The column definitions, including the data types and number of columns must match the data in the external files. If there is a mismatch, the file rows will be rejected when querying the actual data.

For external tables that reference files in external data sources, the column and type definitions must map to the exact schema of the external file. When defining data types that reference data stored in Hadoop/Hive, use the following mappings between SQL and Hive data types and cast the type into a SQL data type when selecting from it. The types include all versions of Hive unless stated otherwise.

SQL Data Type .NET Data Type Hive Data Type Hadoop/Java Data Type Comments
tinyint Byte tinyint ByteWritable For unsigned numbers only.
smallint Int16 smallint ShortWritable
int Int32 int IntWritable
bigint Int64 bigint LongWritable
bit Boolean boolean BooleanWritable
float Double double DoubleWritable
real Single float FloatWritable
money Decimal double DoubleWritable
smallmoney Decimal double DoubleWritable
nchar String

Char[]
string text
nvarchar String

Char[]
string Text
char String

Char[]
string Text
varchar String

Char[]
string Text
binary Byte[] binary BytesWritable Applies to Hive 0.8 and later.
varbinary Byte[] binary BytesWritable Applies to Hive 0.8 and later.
date DateTime timestamp TimestampWritable
smalldatetime DateTime timestamp TimestampWritable
datetime2 DateTime timestamp TimestampWritable
datetime DateTime timestamp TimestampWritable
time TimeSpan timestamp TimestampWritable
decimal Decimal decimal BigDecimalWritable Applies to Hive0.11 and later.
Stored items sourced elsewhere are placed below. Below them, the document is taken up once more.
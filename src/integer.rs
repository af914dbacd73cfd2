//! # Integer operations
//!
//! The arbitrary precision integer itself is supplied by `num_bigint`. This module holds the
//! single conversion boundary through which all integer-like inputs enter the crate, and the
//! divisibility helpers the rational type is built on.
use std::str::FromStr;

use num_bigint::BigInt;
use num_traits::{Signed, Zero};

use crate::error::{RationalError, Result};

/// Values that can act as an integer: primitive integers, decimal text and `BigInt`s.
///
/// Every numerator, denominator and scalar operand is converted through this trait before any
/// arithmetic happens.
pub trait IntoInteger {
    /// Convert into an arbitrary precision integer.
    ///
    /// # Errors
    ///
    /// Only text can fail to convert, with a `RationalError::Parse`.
    fn into_integer(self) -> Result<BigInt>;
}

macro_rules! impl_into_integer_primitive {
    ($($t:ty),*) => {
        $(
            impl IntoInteger for $t {
                fn into_integer(self) -> Result<BigInt> {
                    Ok(BigInt::from(self))
                }
            }
        )*
    }
}
impl_into_integer_primitive!(i8, i16, i32, i64, i128, isize, u8, u16, u32, u64, u128, usize);

impl IntoInteger for BigInt {
    fn into_integer(self) -> Result<BigInt> {
        Ok(self)
    }
}

impl IntoInteger for &BigInt {
    fn into_integer(self) -> Result<BigInt> {
        Ok(self.clone())
    }
}

impl IntoInteger for &str {
    fn into_integer(self) -> Result<BigInt> {
        let trimmed = self.trim();
        BigInt::from_str(trimmed).map_err(|error| RationalError::parse(self, error))
    }
}

impl IntoInteger for String {
    fn into_integer(self) -> Result<BigInt> {
        self.as_str().into_integer()
    }
}

impl IntoInteger for &String {
    fn into_integer(self) -> Result<BigInt> {
        self.as_str().into_integer()
    }
}

/// Greatest common divisor of the absolute values, by repeated remainder and swap.
///
/// `gcd(x, 0) == |x|`, and `gcd(0, 0) == 0`.
pub fn gcd(left: &BigInt, right: &BigInt) -> BigInt {
    let mut current = left.abs();
    let mut next = right.abs();

    while !next.is_zero() {
        let remainder = &current % &next;
        current = next;
        next = remainder;
    }

    current
}

/// Least common multiple, as `x * y / gcd(x, y)`.
///
/// The sign follows that of the product `x * y`.
///
/// # Arguments
///
/// * `left`, `right`: Nonzero integers.
pub fn lcm(left: &BigInt, right: &BigInt) -> BigInt {
    debug_assert!(!left.is_zero() && !right.is_zero());

    left * right / gcd(left, right)
}
//! # Creation and conversion
//!
//! Conversions from integers and floats are exact. Conversions to primitives are not.
use std::str::FromStr;

use num_bigint::BigInt;
use num_traits::{Float, FromPrimitive, Signed, ToPrimitive, Zero};

use crate::error::{RationalError, Result};
use crate::rational::Rational;

macro_rules! impl_from_primitive_integer {
    ($($t:ty),*) => {
        $(
            impl From<$t> for Rational {
                fn from(value: $t) -> Self {
                    Self::from_integer(BigInt::from(value))
                }
            }
        )*
    }
}
impl_from_primitive_integer!(i8, i16, i32, i64, i128, isize, u8, u16, u32, u64, u128, usize);

impl From<BigInt> for Rational {
    fn from(value: BigInt) -> Self {
        Self::from_integer(value)
    }
}

impl From<&BigInt> for Rational {
    fn from(value: &BigInt) -> Self {
        Self::from_integer(value.clone())
    }
}

/// Reads `"numerator/denominator"` or a plain integer, without reducing.
impl FromStr for Rational {
    type Err = RationalError;

    fn from_str(text: &str) -> Result<Self> {
        match text.split_once('/') {
            Some((numerator, denominator)) => Self::new(numerator, denominator),
            None => Self::from_scalar(text),
        }
    }
}

impl FromPrimitive for Rational {
    fn from_i64(n: i64) -> Option<Self> {
        Some(Self::from(n))
    }

    fn from_u64(n: u64) -> Option<Self> {
        Some(Self::from(n))
    }

    fn from_i128(n: i128) -> Option<Self> {
        Some(Self::from(n))
    }

    fn from_u128(n: u128) -> Option<Self> {
        Some(Self::from(n))
    }

    /// Exact value of the float; `None` for infinities and NaN.
    fn from_f64(n: f64) -> Option<Self> {
        if !n.is_finite() {
            return None;
        }

        let (mantissa, exponent, sign) = Float::integer_decode(n);
        let mut numerator = BigInt::from(mantissa);
        if sign < 0 {
            numerator = -numerator;
        }

        let mut value = if exponent < 0 {
            let denominator = BigInt::from(1) << exponent.unsigned_abs();
            Self { numerator, denominator }
        } else {
            Self::from_integer(numerator << exponent.unsigned_abs())
        };
        value.canonicalize();

        Some(value)
    }
}

impl ToPrimitive for Rational {
    /// Truncates toward zero.
    fn to_i64(&self) -> Option<i64> {
        self.to_integer().to_i64()
    }

    /// Truncates toward zero.
    fn to_u64(&self) -> Option<u64> {
        self.to_integer().to_u64()
    }

    fn to_i128(&self) -> Option<i128> {
        self.to_integer().to_i128()
    }

    fn to_u128(&self) -> Option<u128> {
        self.to_integer().to_u128()
    }

    /// Nearby float, from an integer quotient of about 64 significant bits.
    fn to_f64(&self) -> Option<f64> {
        let (numerator, denominator) = self.signed_parts();
        if numerator.is_zero() {
            return Some(0.0);
        }

        let magnitude = numerator.abs();
        let shift = SIGNIFICANT_BITS + denominator.bits() as i64 - magnitude.bits() as i64;
        let quotient = if shift >= 0 {
            (magnitude << shift.unsigned_abs()) / &denominator
        } else {
            magnitude / (&denominator << shift.unsigned_abs())
        };

        let value = scale_by_power_of_two(quotient.to_f64()?, -shift);
        Some(if numerator.is_negative() { -value } else { value })
    }
}

/// Bits kept in the integer quotient when converting to a float.
const SIGNIFICANT_BITS: i64 = 64;

/// `value * 2^exponent`, in steps so that no intermediate power over- or underflows.
fn scale_by_power_of_two(mut value: f64, mut exponent: i64) -> f64 {
    const STEP: i64 = 1000;

    while exponent > STEP && value.is_finite() {
        value *= 2f64.powi(STEP as i32);
        exponent -= STEP;
    }
    while exponent < -STEP && value != 0.0 {
        value *= 2f64.powi(-STEP as i32);
        exponent += STEP;
    }

    value * 2f64.powi(exponent as i32)
}
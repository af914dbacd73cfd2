//! # Arbitrary precision rational numbers
//!
//! A `Rational` is a numerator and denominator pair of `BigInt`s. Values are not kept in lowest
//! terms between every step: products, quotients and sums of two rationals are reduced before
//! they are returned, but adding an integer to (or subtracting it from) a rational leaves the
//! denominator as it was. Equality, ordering and hashing only look at the value, so this is
//! visible only through `numer`, `denom` and `Display`.
use std::fmt;
use std::mem;

use num_bigint::{BigInt, Sign};
use num_integer::Integer;
use num_traits::{One, Signed, Zero};

use crate::error::{RationalError, Result};
use crate::integer::{gcd, IntoInteger};

mod creation;
mod field;
mod scalar;
mod ordering;
mod macros;

/// An exact fraction of two arbitrary precision integers.
///
/// The denominator is never zero. After `reduce`, the numerator and denominator are coprime and
/// the denominator is positive.
#[derive(Clone, Debug)]
pub struct Rational {
    numerator: BigInt,
    denominator: BigInt,
}

impl Rational {
    /// Create a new instance from a numerator and a denominator, without reducing.
    ///
    /// # Arguments
    ///
    /// * `numerator`: Any integer-like value, see `IntoInteger`.
    /// * `denominator`: Any integer-like value, see `IntoInteger`.
    ///
    /// # Errors
    ///
    /// `RationalError::InvalidDenominator` when the denominator equals zero, or a parse error when
    /// either part is text that isn't an integer.
    pub fn new(numerator: impl IntoInteger, denominator: impl IntoInteger) -> Result<Self> {
        let numerator = numerator.into_integer()?;
        let denominator = denominator.into_integer()?;

        if denominator.is_zero() {
            return Err(RationalError::InvalidDenominator);
        }

        Ok(Self { numerator, denominator })
    }

    /// Wrap an integer-like value as a rational with denominator one.
    ///
    /// # Errors
    ///
    /// A parse error when the value is text that isn't an integer.
    pub fn from_scalar(value: impl IntoInteger) -> Result<Self> {
        value.into_integer().map(Self::from_integer)
    }

    pub(crate) fn from_integer(value: BigInt) -> Self {
        Self { numerator: value, denominator: BigInt::one() }
    }

    /// Numerator as currently stored, which need not be in lowest terms.
    pub fn numer(&self) -> &BigInt {
        &self.numerator
    }

    /// Denominator as currently stored; nonzero, but possibly negative when not reduced.
    pub fn denom(&self) -> &BigInt {
        &self.denominator
    }

    /// Take the numerator and denominator out.
    pub fn into_parts(self) -> (BigInt, BigInt) {
        (self.numerator, self.denominator)
    }

    /// Rewrite to lowest terms with a positive denominator, in place.
    ///
    /// Reducing a reduced value changes nothing.
    ///
    /// # Errors
    ///
    /// `RationalError::DivisionByZero` if the denominator is zero. The value is then left as it
    /// was.
    pub fn reduce(&mut self) -> Result<()> {
        if self.denominator.is_zero() {
            return Err(RationalError::DivisionByZero);
        }

        self.canonicalize();
        Ok(())
    }

    /// Consuming variant of `reduce`.
    pub fn reduced(mut self) -> Result<Self> {
        self.reduce()?;
        Ok(self)
    }

    /// Reduce, assuming a nonzero denominator.
    fn canonicalize(&mut self) {
        debug_assert!(!self.denominator.is_zero());

        let divisor = gcd(&self.numerator, &self.denominator);
        if self.denominator.is_negative() {
            self.numerator = -mem::take(&mut self.numerator);
            self.denominator = -mem::take(&mut self.denominator);
        }
        if !divisor.is_one() {
            self.numerator /= &divisor;
            self.denominator /= &divisor;
        }
    }

    /// Whether the value is in lowest terms with a positive denominator.
    pub fn is_reduced(&self) -> bool {
        self.denominator.is_positive() && gcd(&self.numerator, &self.denominator).is_one()
    }

    /// Whether the value is a whole number.
    pub fn is_integer(&self) -> bool {
        (&self.numerator % &self.denominator).is_zero()
    }

    /// Quotient of numerator and denominator, truncated toward zero.
    ///
    /// The remainder is discarded, so `-7/2` becomes `-3`.
    pub fn to_integer(&self) -> BigInt {
        &self.numerator / &self.denominator
    }

    /// Largest integer not greater than the value.
    pub fn floor(&self) -> BigInt {
        let (numerator, denominator) = self.signed_parts();
        Integer::div_floor(&numerator, &denominator)
    }

    /// Smallest integer not less than the value.
    pub fn ceil(&self) -> BigInt {
        let (numerator, denominator) = self.signed_parts();
        -Integer::div_floor(&-numerator, &denominator)
    }

    /// Numerator and denominator with the sign moved onto the numerator.
    fn signed_parts(&self) -> (BigInt, BigInt) {
        if self.denominator.is_negative() {
            (-&self.numerator, -&self.denominator)
        } else {
            (self.numerator.clone(), self.denominator.clone())
        }
    }

    /// Swap numerator and denominator.
    ///
    /// The new denominator carries the sign of the old numerator. The result is not reduced.
    ///
    /// # Errors
    ///
    /// `RationalError::DivisionByZero` when the value is zero.
    pub fn reciprocal(&self) -> Result<Self> {
        if self.numerator.is_zero() {
            return Err(RationalError::DivisionByZero);
        }

        Ok(Self { numerator: self.denominator.clone(), denominator: self.numerator.clone() })
    }

    /// In place variant of `reciprocal`; on error, the value is unchanged.
    pub fn invert(&mut self) -> Result<()> {
        if self.numerator.is_zero() {
            return Err(RationalError::DivisionByZero);
        }

        mem::swap(&mut self.numerator, &mut self.denominator);
        Ok(())
    }

    /// Absolute values of both numerator and denominator.
    pub fn abs(&self) -> Self {
        Self { numerator: self.numerator.abs(), denominator: self.denominator.abs() }
    }

    /// Sign of the value, regardless of where the stored sign sits.
    pub fn sign(&self) -> Sign {
        self.numerator.sign() * self.denominator.sign()
    }

    /// Whether the value is larger than zero.
    pub fn is_positive(&self) -> bool {
        self.sign() == Sign::Plus
    }

    /// Whether the value is smaller than zero.
    pub fn is_negative(&self) -> bool {
        self.sign() == Sign::Minus
    }
}

impl fmt::Display for Rational {
    fn fmt(&self, f: &mut fmt::Formatter<'_>) -> fmt::Result {
        write!(f, "{}/{}", self.numerator, self.denominator)
    }
}
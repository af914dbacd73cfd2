//! # Documented usage
//!
//! Four values that exercise large numerators, negative denominators and reduction.
use bigratio::{Rational, RB};

#[allow(missing_docs)]
mod test;

fn a() -> Rational {
    RB!("121211458858441234234", 2223)
}

fn b() -> Rational {
    RB!(-11821, -212121221)
}

fn c() -> Rational {
    RB!("99999999999999999999999999999999999999912121212", 18121882)
}

fn d() -> Rational {
    RB!(99999999, 3)
}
LOCATION = 'folder_or_filepath'
Specifies the folder or the file path and file name for the actual data in Hadoop or Azure blob storage. The location starts from the root folder; the root folder is the data location specified in the external data source.

If you specify LOCATION to be a folder, a PolyBase query that selects from the external table will retrieve files from the folder and all of its subfolders. Just like Hadoop, PolyBase does not return hidden folders. It also does not return files for which the file name begins with an underline (_) or a period (.).

In this example, if LOCATION='/webdata/', a PolyBase query will return rows from mydata.txt and mydata2.txt. It will not return mydata3.txt because it is a subfolder of a hidden folder. It will not return _hidden.txt because it is a hidden file.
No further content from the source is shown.